▶ [Exercise goal]
Using the records below, give the number of lines where the string "consts" shows up. Add nothing to it.

(Dataset entries)
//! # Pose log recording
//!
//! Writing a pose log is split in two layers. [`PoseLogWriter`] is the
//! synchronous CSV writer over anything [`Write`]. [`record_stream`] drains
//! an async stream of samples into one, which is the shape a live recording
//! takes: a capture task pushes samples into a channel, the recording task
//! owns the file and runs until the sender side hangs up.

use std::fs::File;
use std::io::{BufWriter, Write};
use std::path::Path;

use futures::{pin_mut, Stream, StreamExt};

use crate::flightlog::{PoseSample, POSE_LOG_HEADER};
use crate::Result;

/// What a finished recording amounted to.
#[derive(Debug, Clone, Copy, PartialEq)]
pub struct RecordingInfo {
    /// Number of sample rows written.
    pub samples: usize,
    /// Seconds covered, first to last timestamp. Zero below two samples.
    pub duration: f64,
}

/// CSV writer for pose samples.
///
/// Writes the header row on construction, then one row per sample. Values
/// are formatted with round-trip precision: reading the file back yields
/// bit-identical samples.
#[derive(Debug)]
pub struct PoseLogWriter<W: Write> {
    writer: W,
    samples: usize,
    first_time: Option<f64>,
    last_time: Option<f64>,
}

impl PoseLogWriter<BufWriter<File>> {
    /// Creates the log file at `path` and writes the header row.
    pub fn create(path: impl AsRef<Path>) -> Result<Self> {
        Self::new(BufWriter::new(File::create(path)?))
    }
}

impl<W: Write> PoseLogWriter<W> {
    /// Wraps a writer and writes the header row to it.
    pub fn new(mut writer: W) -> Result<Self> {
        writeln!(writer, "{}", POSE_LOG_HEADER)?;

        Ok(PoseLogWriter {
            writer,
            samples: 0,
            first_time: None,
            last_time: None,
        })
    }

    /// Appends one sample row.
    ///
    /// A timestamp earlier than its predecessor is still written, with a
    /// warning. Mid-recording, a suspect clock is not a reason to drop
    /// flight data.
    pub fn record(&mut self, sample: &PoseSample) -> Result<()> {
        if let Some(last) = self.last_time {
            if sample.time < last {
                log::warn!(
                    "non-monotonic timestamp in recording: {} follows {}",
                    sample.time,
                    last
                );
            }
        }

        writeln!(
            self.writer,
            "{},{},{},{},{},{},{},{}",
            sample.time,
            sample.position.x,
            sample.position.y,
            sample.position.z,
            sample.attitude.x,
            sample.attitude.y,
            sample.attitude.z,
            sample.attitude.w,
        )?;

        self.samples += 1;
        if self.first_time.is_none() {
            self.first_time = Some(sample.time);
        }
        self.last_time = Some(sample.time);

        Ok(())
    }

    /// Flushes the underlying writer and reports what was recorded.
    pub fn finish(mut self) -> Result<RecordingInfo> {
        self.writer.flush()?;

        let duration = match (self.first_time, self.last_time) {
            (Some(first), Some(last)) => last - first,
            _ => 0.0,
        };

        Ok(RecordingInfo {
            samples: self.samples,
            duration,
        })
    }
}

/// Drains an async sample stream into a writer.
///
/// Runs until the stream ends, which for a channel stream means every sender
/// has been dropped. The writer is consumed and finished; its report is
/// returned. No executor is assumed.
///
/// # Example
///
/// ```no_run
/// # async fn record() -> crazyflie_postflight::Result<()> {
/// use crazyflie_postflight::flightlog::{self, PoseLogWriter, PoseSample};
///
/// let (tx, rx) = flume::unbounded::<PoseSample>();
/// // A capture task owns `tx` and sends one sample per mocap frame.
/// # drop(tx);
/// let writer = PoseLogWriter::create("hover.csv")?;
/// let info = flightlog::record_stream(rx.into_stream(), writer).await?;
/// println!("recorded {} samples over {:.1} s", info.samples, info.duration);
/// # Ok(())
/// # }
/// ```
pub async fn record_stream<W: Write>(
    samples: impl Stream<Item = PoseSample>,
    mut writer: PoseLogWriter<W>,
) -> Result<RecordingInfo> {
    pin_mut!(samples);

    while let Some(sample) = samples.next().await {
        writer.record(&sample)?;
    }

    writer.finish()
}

--

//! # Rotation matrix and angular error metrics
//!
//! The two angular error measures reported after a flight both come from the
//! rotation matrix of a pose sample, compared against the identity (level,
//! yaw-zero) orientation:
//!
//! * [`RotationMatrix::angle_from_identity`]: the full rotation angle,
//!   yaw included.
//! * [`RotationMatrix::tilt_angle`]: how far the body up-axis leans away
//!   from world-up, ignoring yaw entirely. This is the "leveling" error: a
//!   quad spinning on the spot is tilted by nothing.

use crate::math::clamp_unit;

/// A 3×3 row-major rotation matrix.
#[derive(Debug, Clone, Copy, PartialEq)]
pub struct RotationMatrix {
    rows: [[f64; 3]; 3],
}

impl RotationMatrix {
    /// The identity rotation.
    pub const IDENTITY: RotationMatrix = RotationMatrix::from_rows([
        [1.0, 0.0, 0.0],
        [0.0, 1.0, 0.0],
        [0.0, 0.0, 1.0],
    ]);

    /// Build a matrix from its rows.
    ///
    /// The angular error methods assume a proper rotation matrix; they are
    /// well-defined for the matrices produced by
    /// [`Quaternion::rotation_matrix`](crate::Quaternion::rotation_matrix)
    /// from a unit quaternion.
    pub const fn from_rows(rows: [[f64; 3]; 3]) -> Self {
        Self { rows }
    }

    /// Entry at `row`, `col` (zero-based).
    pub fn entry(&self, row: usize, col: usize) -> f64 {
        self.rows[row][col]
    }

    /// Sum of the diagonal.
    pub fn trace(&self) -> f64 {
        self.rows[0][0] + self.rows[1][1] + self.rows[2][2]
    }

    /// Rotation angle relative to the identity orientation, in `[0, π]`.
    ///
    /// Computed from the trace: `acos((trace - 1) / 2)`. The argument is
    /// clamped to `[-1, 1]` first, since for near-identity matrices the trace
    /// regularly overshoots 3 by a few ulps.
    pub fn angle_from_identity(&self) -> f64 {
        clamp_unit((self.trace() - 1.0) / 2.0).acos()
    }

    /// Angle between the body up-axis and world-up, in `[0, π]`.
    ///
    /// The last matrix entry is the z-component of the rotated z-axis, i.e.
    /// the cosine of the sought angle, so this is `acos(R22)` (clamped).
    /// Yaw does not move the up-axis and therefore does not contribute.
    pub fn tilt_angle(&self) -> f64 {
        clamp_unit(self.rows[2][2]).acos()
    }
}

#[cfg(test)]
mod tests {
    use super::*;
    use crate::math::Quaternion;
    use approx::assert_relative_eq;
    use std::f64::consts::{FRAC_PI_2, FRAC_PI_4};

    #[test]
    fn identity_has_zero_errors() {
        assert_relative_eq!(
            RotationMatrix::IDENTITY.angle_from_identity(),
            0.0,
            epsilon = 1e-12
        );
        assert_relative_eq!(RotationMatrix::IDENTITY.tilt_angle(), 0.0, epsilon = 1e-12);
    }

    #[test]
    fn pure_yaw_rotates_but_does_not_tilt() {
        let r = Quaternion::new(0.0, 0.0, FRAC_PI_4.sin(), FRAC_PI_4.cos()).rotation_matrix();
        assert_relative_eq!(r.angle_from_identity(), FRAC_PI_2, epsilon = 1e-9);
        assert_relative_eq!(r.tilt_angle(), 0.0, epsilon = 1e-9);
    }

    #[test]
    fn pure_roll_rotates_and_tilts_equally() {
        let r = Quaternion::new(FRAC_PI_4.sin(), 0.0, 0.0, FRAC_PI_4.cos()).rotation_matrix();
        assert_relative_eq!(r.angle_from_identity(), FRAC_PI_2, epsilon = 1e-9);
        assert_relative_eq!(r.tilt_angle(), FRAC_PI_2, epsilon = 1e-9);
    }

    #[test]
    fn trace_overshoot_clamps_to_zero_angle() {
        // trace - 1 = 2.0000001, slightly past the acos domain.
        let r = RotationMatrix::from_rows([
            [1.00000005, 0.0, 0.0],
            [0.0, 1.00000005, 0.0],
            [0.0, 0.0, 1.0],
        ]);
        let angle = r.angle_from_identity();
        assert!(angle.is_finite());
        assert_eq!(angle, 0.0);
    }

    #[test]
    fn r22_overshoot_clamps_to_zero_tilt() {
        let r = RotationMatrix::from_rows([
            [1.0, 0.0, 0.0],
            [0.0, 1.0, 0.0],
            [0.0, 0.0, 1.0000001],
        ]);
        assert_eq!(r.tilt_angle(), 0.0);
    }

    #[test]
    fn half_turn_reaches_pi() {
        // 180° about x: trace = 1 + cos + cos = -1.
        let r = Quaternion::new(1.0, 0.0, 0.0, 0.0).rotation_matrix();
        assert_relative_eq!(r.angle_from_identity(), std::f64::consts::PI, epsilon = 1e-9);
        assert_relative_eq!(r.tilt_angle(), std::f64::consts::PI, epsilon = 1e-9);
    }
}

▶ [Reply to the exercise]
3